Um ein Firmenlogo in jeder Größe abbilden zu können, muss es unbedingt als Vektorgrafik vorliegen. Vom Aufdruck auf dem Kugelschreiber, auch bis hin zum Fassadenbanner. Sie eigenen sich perfekt für Printdesigns, weil sie aus vereinfachten und stylishen Formen bestehen.

Ich persönlich liebe einerseits die geometrische Präzision und andererseits die geradlinigen Formen einer Vektorgrafik. Außerdem war ich mit meinen Vektorgrafiken noch nie in einer Situation, in der ich Schwierigkeiten mit der Auflösung hatte.

Vorteile einer Vektorgrafik

  • Alle Schriften sind ursprünglich Vektoren
  • Sie lassen sich ohne Qualitätsverluste vergrößern und verkleinern
  • Gerade Linien und perfekte Kurven ermöglichen saubere und moderne Designs
  • Kleine Dateigrößen und gute Kompressionsmöglichkeiten
  • Eigenen sich ideal für Illustrationen, Icons, Logos uvm.
  • Kann bei Bedarf mit nur einem Klick in eine Pixelgrafik umgewandelt werden

Nachteile einer Vektorgrafik

  • Vektoren kann man nur mit Grafikprogrammen erstellen. Weshalb sie professionellen Grafikern und Illustratoren überlassen sein sollten
  • Bearbeitung ist nur mit Fachwissen möglich, anders als bei Pixelgrafiken
  • Effekte wie Schatten oder Texturen werden dabei nicht so gut dargestellt

Formate: z.B. EPS, AI, SVG

Vektor- und Pixelgrafik

Woran erkenne ich eine Vektor- oder Pixelgrafik?

Einerseits natürlich an den oben erwähnten Dateiformaten. Ein JPG ist immer eine Pixelgrafik. Und ein EPS ist immer eine Vektorgrafik. Ausnahme ist das PDF: Es ist ein Austauschformat, das sowohl Pixel- als auch Vektorgrafiken enthalten kann. Und im Zweifel, verrät der 300-500% Zoom in die Grafik immer, ob sich Pixel zeigen oder ob sich die Linien ohne Qualitätsverlust vergrößern.

Pixel oder Vektorgrafik? Oder beides zugleich?

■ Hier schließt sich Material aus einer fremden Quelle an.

#![allow(dead_code)]

use chrono::{DateTime, Duration, TimeZone, Utc};
use posrecon::adapters::sqlite_adapter::SqliteAdapter;
use posrecon::domain::config_validation::EngineConfig;
use posrecon::domain::payload::{CycleInput, RawCycle};
use posrecon::domain::snapshot::WalletId;
use serde_json::{json, Value};

pub const WALLET: WalletId = 11;

pub fn store() -> SqliteAdapter {
    let store = SqliteAdapter::in_memory().unwrap();
    store.initialize_schema().unwrap();
    store
}

pub fn engine() -> EngineConfig {
    EngineConfig::default()
}

/// Minutes after a fixed base time.
pub fn t(min: i64) -> DateTime<Utc> {
    Utc.with_ymd_and_hms(2024, 9, 2, 8, 0, 0).unwrap() + Duration::minutes(min)
}

pub fn position(symbol: &str, side: &str, size: f64, entry: f64, mark: f64) -> Value {
    json!({
        "symbol": symbol,
        "side": side,
        "size": size,
        "entryPrice": entry,
        "markPrice": mark,
    })
}

pub fn with_margin_rate(mut position: Value, rate: f64) -> Value {
    position["initialMarginRate"] = json!(rate.to_string());
    position
}

pub fn fill(
    symbol: &str,
    side: &str,
    size: f64,
    price: f64,
    reduce_only: bool,
    fee: f64,
    at: DateTime<Utc>,
) -> Value {
    json!({
        "symbol": symbol,
        "side": side,
        "size": size,
        "price": price,
        "reduceOnly": reduce_only,
        "fee": fee,
        "timestamp": at.to_rfc3339(),
    })
}

pub struct CycleBuilder {
    raw: RawCycle,
}

impl CycleBuilder {
    pub fn new(wallet_id: WalletId, at: DateTime<Utc>) -> Self {
        Self {
            raw: RawCycle {
                wallet_id,
                cycle_time: json!(at.to_rfc3339()),
                equity: None,
                positions: Vec::new(),
                fills: Vec::new(),
            },
        }
    }

    pub fn margin(mut self, total_margin_used: f64) -> Self {
        self.raw.equity = Some(json!({
            "totalEquity": 10_000.0,
            "availableBalance": 10_000.0 - total_margin_used,
            "unrealizedPnl": 0.0,
            "realizedPnl": 0.0,
            "totalMarginUsed": total_margin_used,
        }));
        self
    }

    pub fn position(mut self, position: Value) -> Self {
        self.raw.positions.push(position);
        self
    }

    pub fn fill(mut self, fill: Value) -> Self {
        self.raw.fills.push(fill);
        self
    }

    pub fn raw(self) -> RawCycle {
        self.raw
    }

    pub fn build(self) -> CycleInput {
        CycleInput::from_raw(&self.raw, Utc::now())
    }
}
const SCHEMA: &str = "
CREATE TABLE IF NOT EXISTS equity_snapshots (
    wallet_id INTEGER NOT NULL,
    timestamp INTEGER NOT NULL,
    total_equity REAL NOT NULL,
    available_balance REAL NOT NULL,
    unrealized_pnl REAL NOT NULL,
    realized_pnl REAL NOT NULL,
    total_margin_used REAL,
    PRIMARY KEY (wallet_id, timestamp)
);

CREATE TABLE IF NOT EXISTS positions (
    id INTEGER PRIMARY KEY AUTOINCREMENT,
    wallet_id INTEGER NOT NULL,
    symbol TEXT NOT NULL,
    side TEXT NOT NULL,
    opened_at INTEGER NOT NULL,
    closed_at INTEGER,
    entry_price REAL NOT NULL,
    exit_price REAL,
    realized_pnl REAL,
    UNIQUE (wallet_id, symbol, opened_at)
);

CREATE TABLE IF NOT EXISTS position_snapshots (
    id INTEGER PRIMARY KEY AUTOINCREMENT,
    wallet_id INTEGER NOT NULL,
    position_id INTEGER REFERENCES positions(id),
    symbol TEXT NOT NULL,
    side TEXT NOT NULL,
    size REAL NOT NULL,
    entry_price REAL NOT NULL,
    mark_price REAL,
    leverage REAL,
    equity_used REAL,
    calculation_method TEXT NOT NULL,
    margin_total_at_snapshot REAL,
    timestamp INTEGER NOT NULL,
    opened_at INTEGER,
    UNIQUE (wallet_id, symbol, timestamp)
);
CREATE INDEX IF NOT EXISTS idx_snapshots_wallet_ts ON position_snapshots(wallet_id, timestamp);

CREATE TABLE IF NOT EXISTS trade_legs (
    id INTEGER PRIMARY KEY AUTOINCREMENT,
    wallet_id INTEGER NOT NULL,
    symbol TEXT NOT NULL,
    side TEXT NOT NULL,
    size REAL NOT NULL,
    entry_price REAL NOT NULL,
    exit_price REAL NOT NULL,
    open_fee REAL,
    close_fee REAL,
    liquidate_fee REAL,
    reduce_only INTEGER,
    timestamp INTEGER NOT NULL,
    strategy_id INTEGER,
    leverage REAL,
    equity_used REAL,
    UNIQUE (wallet_id, symbol, timestamp, size)
);

CREATE TABLE IF NOT EXISTS aggregated_trades (
    id INTEGER PRIMARY KEY AUTOINCREMENT,
    wallet_id INTEGER NOT NULL,
    symbol TEXT NOT NULL,
    side TEXT NOT NULL,
    size REAL NOT NULL,
    avg_entry_price REAL NOT NULL,
    avg_exit_price REAL NOT NULL,
    total_pnl REAL NOT NULL,
    fees REAL NOT NULL,
    leverage REAL,
    equity_used REAL,
    strategy_id INTEGER,
    fill_count INTEGER NOT NULL,
    timestamp INTEGER NOT NULL,
    opened_at INTEGER NOT NULL,
    UNIQUE (wallet_id, timestamp, symbol)
);
CREATE INDEX IF NOT EXISTS idx_trades_ts ON aggregated_trades(timestamp);

CREATE TABLE IF NOT EXISTS strategies (
    id INTEGER PRIMARY KEY,
    name TEXT NOT NULL,
    description TEXT
);

CREATE TABLE IF NOT EXISTS strategy_assignments (
    id INTEGER PRIMARY KEY AUTOINCREMENT,
    wallet_id INTEGER NOT NULL,
    symbol TEXT NOT NULL,
    strategy_id INTEGER NOT NULL REFERENCES strategies(id),
    start_at INTEGER NOT NULL,
    end_at INTEGER,
    active INTEGER NOT NULL DEFAULT 1,
    UNIQUE (wallet_id, symbol, strategy_id, start_at)
);
CREATE INDEX IF NOT EXISTS idx_assignments_wallet_symbol ON strategy_assignments(wallet_id, symbol);
";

Je nach Projekt und Einsatzzweck ist es zudem auch möglich, Vektoren mit Rastergrafiken in einem Bild zu kombinieren. Ich nutze also Photoshop und Illustrator ganz nach ihren Stärken und wechsle oft zwischen ihnen. Was natürlich wieder ein gewisses Know-how beim Dateiformat und Feingefühl für großartige Kompositionen erfordert.

Designed by JuMo artwork

Ein Blick in mein Portfolio verrät schnell, dass mein kreatives Herz für Vektorgrafiken schlägt. Ich liebe die klaren Formen und sauberen Linien einer Vektorgrafik. Meine Hauptformen werden von mir bevorzugt als Vektoren gezeichnet. Was das Innere der Formen betrifft, mixe ich hier gelegentlich auch mit Texturen und Verläufen, wobei für die Vektorgrafik ggf. in eine Pixelgrafik umgewandelt wird. Je nach Bildidee koste ich damit die jeweiligen Vorzüge von Illustrator und Photoshop insofern voll aus.